**Work order**
Copy out all lines of the listing below that hold "trace".

**Data extract**
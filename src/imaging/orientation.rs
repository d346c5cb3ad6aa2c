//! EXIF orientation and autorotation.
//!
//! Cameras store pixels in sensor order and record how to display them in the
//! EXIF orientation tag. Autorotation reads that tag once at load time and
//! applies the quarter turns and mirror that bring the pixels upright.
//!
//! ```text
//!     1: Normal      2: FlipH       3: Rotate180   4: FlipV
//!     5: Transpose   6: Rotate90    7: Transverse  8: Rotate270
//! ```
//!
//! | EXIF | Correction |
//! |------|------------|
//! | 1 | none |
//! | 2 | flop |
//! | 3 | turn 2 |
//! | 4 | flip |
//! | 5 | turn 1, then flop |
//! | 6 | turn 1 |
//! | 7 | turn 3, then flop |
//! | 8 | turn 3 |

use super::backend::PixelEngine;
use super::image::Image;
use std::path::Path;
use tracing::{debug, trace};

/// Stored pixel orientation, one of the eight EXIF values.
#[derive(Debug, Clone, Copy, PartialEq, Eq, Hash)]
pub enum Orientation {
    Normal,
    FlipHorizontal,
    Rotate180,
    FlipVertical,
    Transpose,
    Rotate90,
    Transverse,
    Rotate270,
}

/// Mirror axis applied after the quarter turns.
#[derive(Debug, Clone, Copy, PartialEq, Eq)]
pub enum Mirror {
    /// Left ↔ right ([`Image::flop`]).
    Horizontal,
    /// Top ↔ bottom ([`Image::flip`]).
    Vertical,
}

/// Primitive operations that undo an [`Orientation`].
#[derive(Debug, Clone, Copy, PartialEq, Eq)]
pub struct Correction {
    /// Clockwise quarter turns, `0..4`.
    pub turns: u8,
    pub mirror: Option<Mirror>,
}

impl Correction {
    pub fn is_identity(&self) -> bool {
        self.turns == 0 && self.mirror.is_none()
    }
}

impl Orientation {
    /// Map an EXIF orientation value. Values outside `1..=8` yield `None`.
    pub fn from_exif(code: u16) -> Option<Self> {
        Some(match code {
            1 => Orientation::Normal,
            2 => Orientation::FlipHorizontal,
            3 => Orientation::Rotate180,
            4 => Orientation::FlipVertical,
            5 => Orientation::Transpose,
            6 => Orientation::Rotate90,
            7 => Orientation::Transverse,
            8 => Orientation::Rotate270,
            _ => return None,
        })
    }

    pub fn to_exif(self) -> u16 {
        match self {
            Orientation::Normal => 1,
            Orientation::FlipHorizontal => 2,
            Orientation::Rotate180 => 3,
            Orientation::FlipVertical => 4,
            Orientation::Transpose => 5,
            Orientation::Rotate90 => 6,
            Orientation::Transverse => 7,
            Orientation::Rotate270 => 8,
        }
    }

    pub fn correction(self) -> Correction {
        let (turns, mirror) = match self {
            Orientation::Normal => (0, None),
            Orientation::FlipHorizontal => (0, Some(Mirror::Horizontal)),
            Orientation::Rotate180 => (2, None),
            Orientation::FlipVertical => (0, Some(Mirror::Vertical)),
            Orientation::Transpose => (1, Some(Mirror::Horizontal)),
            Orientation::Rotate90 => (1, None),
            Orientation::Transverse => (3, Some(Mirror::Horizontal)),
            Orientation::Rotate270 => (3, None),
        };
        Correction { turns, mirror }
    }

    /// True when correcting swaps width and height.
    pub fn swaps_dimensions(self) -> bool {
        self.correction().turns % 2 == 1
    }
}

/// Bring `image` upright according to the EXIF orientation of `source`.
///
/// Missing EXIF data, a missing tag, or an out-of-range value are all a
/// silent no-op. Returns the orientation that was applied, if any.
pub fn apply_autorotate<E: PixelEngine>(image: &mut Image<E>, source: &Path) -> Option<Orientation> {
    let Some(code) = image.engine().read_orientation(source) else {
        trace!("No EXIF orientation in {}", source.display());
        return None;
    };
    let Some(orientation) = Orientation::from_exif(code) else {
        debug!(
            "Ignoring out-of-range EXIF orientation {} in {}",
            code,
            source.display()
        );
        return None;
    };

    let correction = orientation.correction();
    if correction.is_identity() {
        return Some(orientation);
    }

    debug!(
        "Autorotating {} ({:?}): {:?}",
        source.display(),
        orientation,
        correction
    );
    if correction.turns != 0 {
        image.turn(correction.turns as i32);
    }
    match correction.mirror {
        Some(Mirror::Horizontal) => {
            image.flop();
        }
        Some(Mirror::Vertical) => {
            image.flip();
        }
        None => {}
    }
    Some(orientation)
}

**Written reply**
use tracing::{debug, trace};
        trace!("No EXIF orientation in {}", source.display());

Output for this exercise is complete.